- **DATA EXTRACTS**:

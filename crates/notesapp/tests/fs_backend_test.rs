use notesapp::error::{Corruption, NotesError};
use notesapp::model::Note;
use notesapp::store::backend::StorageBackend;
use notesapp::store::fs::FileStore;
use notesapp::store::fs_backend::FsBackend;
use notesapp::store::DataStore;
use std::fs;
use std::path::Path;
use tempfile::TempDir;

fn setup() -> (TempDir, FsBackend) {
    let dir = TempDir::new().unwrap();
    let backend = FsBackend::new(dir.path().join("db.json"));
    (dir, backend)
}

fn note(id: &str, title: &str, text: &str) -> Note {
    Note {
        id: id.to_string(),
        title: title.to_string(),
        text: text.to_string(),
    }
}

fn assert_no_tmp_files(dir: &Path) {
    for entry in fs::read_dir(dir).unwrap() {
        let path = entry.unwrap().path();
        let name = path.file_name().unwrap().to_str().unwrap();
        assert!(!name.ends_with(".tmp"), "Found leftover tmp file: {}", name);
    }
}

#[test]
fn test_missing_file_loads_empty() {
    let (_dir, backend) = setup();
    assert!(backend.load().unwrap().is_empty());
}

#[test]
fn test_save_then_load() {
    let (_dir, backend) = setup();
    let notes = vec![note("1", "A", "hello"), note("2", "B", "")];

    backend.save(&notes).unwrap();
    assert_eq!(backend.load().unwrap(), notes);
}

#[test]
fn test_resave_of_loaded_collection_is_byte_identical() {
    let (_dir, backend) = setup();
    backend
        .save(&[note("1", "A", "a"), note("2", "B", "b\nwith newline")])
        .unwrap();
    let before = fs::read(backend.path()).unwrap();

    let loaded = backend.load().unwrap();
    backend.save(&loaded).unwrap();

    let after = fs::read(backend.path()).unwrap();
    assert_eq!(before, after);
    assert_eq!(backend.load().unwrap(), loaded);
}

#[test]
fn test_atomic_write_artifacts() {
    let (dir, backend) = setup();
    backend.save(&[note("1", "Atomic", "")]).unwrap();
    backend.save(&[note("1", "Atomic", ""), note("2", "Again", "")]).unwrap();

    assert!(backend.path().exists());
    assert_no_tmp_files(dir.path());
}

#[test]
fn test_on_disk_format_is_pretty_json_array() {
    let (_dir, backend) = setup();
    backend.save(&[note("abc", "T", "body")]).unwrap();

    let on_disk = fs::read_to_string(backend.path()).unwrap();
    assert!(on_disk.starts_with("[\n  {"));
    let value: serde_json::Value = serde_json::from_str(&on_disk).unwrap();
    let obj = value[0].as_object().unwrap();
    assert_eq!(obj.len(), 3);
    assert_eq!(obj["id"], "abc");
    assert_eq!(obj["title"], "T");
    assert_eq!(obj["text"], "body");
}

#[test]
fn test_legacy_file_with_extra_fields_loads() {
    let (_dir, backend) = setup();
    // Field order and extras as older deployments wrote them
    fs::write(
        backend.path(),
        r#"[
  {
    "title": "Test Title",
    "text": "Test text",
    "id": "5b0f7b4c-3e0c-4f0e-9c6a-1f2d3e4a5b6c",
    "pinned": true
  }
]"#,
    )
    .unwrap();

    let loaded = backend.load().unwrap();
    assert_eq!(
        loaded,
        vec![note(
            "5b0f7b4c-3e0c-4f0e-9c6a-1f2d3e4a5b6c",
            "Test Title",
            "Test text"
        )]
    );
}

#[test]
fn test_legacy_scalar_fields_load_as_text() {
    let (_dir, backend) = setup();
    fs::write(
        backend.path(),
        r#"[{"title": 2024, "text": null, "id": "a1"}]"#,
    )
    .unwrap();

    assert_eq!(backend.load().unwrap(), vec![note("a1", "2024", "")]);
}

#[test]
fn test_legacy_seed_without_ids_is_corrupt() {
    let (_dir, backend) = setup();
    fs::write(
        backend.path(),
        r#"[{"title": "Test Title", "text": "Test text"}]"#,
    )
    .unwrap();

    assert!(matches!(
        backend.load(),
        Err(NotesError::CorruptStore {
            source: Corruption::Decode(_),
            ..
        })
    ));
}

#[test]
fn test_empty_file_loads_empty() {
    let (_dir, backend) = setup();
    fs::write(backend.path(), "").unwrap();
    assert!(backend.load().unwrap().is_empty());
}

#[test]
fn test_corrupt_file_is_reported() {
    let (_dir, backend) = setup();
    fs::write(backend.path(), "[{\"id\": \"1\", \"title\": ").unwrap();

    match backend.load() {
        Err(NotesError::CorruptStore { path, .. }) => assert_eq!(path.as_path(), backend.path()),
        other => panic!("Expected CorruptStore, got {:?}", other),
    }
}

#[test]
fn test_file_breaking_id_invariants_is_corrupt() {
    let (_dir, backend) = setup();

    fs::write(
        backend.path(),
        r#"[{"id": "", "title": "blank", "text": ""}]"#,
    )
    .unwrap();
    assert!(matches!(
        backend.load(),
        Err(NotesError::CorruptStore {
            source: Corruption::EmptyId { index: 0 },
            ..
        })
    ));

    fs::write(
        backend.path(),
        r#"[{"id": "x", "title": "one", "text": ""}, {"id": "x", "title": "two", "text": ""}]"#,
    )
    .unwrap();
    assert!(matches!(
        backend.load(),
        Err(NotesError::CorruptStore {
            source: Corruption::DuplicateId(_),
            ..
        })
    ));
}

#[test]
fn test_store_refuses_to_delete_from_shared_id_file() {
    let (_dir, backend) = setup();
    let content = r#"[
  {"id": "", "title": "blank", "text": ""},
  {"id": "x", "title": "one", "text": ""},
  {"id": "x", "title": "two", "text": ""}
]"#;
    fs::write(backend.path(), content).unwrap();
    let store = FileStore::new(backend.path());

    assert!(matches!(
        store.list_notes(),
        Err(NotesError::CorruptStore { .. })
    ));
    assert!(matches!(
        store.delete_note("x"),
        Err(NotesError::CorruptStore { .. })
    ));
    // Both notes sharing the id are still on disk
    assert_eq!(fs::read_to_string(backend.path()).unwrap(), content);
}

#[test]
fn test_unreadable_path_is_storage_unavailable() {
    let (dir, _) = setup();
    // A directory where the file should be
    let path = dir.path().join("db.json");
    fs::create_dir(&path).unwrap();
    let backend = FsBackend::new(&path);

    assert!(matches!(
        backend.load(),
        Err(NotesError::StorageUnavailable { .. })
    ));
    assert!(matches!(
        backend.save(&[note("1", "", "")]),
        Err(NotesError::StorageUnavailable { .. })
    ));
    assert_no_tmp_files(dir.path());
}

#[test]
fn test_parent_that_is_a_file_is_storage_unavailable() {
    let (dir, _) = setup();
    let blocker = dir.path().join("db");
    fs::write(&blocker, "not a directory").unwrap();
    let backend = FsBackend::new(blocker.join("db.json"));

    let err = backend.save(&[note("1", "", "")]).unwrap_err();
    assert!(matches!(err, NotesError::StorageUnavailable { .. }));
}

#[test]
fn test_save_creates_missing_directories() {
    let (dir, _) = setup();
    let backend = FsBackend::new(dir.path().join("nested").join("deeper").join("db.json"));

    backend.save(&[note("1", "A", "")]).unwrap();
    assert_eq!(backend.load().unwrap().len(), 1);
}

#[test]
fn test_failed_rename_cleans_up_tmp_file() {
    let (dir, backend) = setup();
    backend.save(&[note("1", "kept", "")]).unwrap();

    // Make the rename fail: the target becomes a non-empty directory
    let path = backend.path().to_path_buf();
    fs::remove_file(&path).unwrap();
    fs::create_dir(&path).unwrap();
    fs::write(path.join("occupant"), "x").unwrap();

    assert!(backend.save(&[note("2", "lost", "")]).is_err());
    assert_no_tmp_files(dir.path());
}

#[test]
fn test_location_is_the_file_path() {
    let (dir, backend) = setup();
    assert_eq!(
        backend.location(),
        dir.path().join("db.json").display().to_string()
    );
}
...
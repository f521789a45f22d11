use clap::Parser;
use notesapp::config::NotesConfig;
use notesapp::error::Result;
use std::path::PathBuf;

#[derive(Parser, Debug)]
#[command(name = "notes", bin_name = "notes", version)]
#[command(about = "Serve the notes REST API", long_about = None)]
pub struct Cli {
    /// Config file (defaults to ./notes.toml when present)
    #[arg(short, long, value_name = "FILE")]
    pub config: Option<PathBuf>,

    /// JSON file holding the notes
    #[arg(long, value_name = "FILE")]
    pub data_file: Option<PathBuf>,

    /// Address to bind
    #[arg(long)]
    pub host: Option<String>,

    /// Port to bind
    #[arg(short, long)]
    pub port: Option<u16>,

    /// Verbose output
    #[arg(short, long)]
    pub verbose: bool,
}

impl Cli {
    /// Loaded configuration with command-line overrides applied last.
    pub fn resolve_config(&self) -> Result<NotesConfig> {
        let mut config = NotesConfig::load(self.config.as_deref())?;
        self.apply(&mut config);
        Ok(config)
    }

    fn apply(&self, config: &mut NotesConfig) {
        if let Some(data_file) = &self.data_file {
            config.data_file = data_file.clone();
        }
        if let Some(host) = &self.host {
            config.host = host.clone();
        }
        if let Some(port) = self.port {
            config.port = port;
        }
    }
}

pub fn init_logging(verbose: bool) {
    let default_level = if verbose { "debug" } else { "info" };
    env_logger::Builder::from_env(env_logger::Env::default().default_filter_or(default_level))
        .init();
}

- **EXERCISE BRIEF**:
Filter the listing above, keeping only the lines with "apply".

- **TASK RESPONSE**:
        self.apply(&mut config);
    fn apply(&self, config: &mut NotesConfig) {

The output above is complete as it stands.